Para mí lo esencial en ese tópico dentro del libro tiene que ver
con la construcción de la identidad y de la pertenencia que, en
realidad, es cada vez más maleable. Es difícil de singularizar. El
problema con la identidad empieza cuando se la quiere singularizar;
cuando se pretende convenir de una sola parte. Siempre se es de algún
lado, uno no puede no ser de ningún lado. Lo que no sabes nunca es
adonde perteneces, porque eso puede ir cambiando.
El
conflicto con la pertenencia es algo que habías trabajado en
profundidad en los cuentos de Cosas Peores: en “Sopa de pescado”
o “Como ser un paria”. Personajes que no se hallan, ya no en un
lugar sino en un territorio afectivo.
Desde
mi primer libro vengo interesada en tocar el tema de la pertenencia.
En mi caso particular: me fui de mi país, estuve en muchos lugares.
Es algo que claramente me atraviesa.
¿La
relación que Lucía ve entre sus hijos y Cindy pone en vilo el lugar
que ella ocupa en la maternidad?
Tanto
Cindy como Lety - la tía de Pablo - cumplen una función.

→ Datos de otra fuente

//! Page-side freshness cache.
//!
//! Memoizes fetched payloads in synchronous key/value storage under a
//! private namespace, stamped with the time they were written.
//!
//! # Example
//!
//! ```rust,ignore
//! use edge_freshness::{FreshnessCache, Invalidate, MemoryStorage};
//!
//! let cache = FreshnessCache::new(MemoryStorage::new());
//!
//! if !cache.is_fresh("sleep:weekly") {
//!     let stats = fetch_weekly_stats().await?;
//!     cache.set("sleep:weekly", &stats);
//! }
//! let stats: Option<WeeklyStats> = cache.get("sleep:weekly");
//!
//! // After logging a new night
//! cache.invalidate(Invalidate::All);
//! ```

mod error;
mod freshness;
mod kv;

pub use error::StorageError;
pub use freshness::{FreshnessCache, Invalidate, Lookup, NAMESPACE_PREFIX, TTL};
pub use kv::{KeyValueStorage, MemoryStorage};

/// Prelude for convenient imports.
pub mod prelude {
    pub use crate::{FreshnessCache, Invalidate, KeyValueStorage, MemoryStorage};
}
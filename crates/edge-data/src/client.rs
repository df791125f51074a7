//! Platform fetch seam and timeout-enforcing client.

use std::sync::Arc;
use std::time::Duration;

use async_trait::async_trait;
use edge_core::{Request, Response};

use crate::timeout::TimeoutConfig;

/// Error type for fetch operations.
#[derive(Debug, Clone, PartialEq, Eq, thiserror::Error)]
pub enum FetchError {
    #[error("network unavailable: {0}")]
    Network(String),

    #[error("timeout after {0:?}")]
    Timeout(Duration),

    #[error("HTTP error: {status} for {url}")]
    Http { status: u16, url: String },

    #[error("invalid URL: {0}")]
    InvalidUrl(String),
}

impl FetchError {
    /// Whether the failure means the network could not be reached in time.
    pub fn is_network_unavailable(&self) -> bool {
        matches!(self, Self::Network(_) | Self::Timeout(_))
    }
}

/// The platform's network fetch.
#[async_trait]
pub trait Network: Send + Sync {
    /// Perform the request against the network. HTTP error statuses are
    /// successful fetches; only transport failures are errors.
    async fn fetch(&self, request: &Request) -> Result<Response, FetchError>;
}

/// Fetch client enforcing a total timeout on every network call.
#[derive(Clone)]
pub struct FetchClient {
    network: Arc<dyn Network>,
    timeout: TimeoutConfig,
}

impl FetchClient {
    /// Create a new fetch client.
    pub fn new(network: Arc<dyn Network>) -> Self {
        Self {
            network,
            timeout: TimeoutConfig::default(),
        }
    }

    /// Set the timeout configuration.
    pub fn with_timeout(mut self, timeout: TimeoutConfig) -> Self {
        self.timeout = timeout;
        self
    }

    /// Fetch from the network, failing with [`FetchError::Timeout`] when it is too slow.
    pub async fn fetch(&self, request: &Request) -> Result<Response, FetchError> {
        let total = self.timeout.total;
        match tokio::time::timeout(total, self.network.fetch(request)).await {
            Ok(result) => result,
            Err(_) => {
                tracing::debug!(url = %request.url, ?total, "network fetch timed out");
                Err(FetchError::Timeout(total))
            }
        }
    }

    /// Fetch and require a 2xx status.
    pub async fn fetch_ok(&self, request: &Request) -> Result<Response, FetchError> {
        let response = self.fetch(request).await?;
        if !response.is_success() {
            return Err(FetchError::Http {
                status: response.status.as_u16(),
                url: request.url.to_string(),
            });
        }
        Ok(response)
    }
}

impl std::fmt::Debug for FetchClient {
    fn fmt(&self, f: &mut std::fmt::Formatter<'_>) -> std::fmt::Result {
        f.debug_struct("FetchClient")
            .field("timeout", &self.timeout)
            .finish_non_exhaustive()
    }
}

Lo que
quise hacer en la novela, en parte, es el retrato de una clase muy
particular: una clase latinoamericana; un sector medio con acceso
(personas que manejan becas, que es algo muy colombiano a su vez),
que tienen la posibilidad de irse a estudiar a otro lado. Además, es
una clase a la que le resultaría incomprensible no contratar
servicios: la niñera que le cuida a los chicos; la señora que
limpia la casa. Es un elemento muy importante porque, además, cumple
con otro de los temas como es la maternidad. Ahí se ejerce una
maternidad sustituta: gente que ocupa el lugar que otro no puede por
estar confundido, no saber cómo hacerlo o por la razón que fuere.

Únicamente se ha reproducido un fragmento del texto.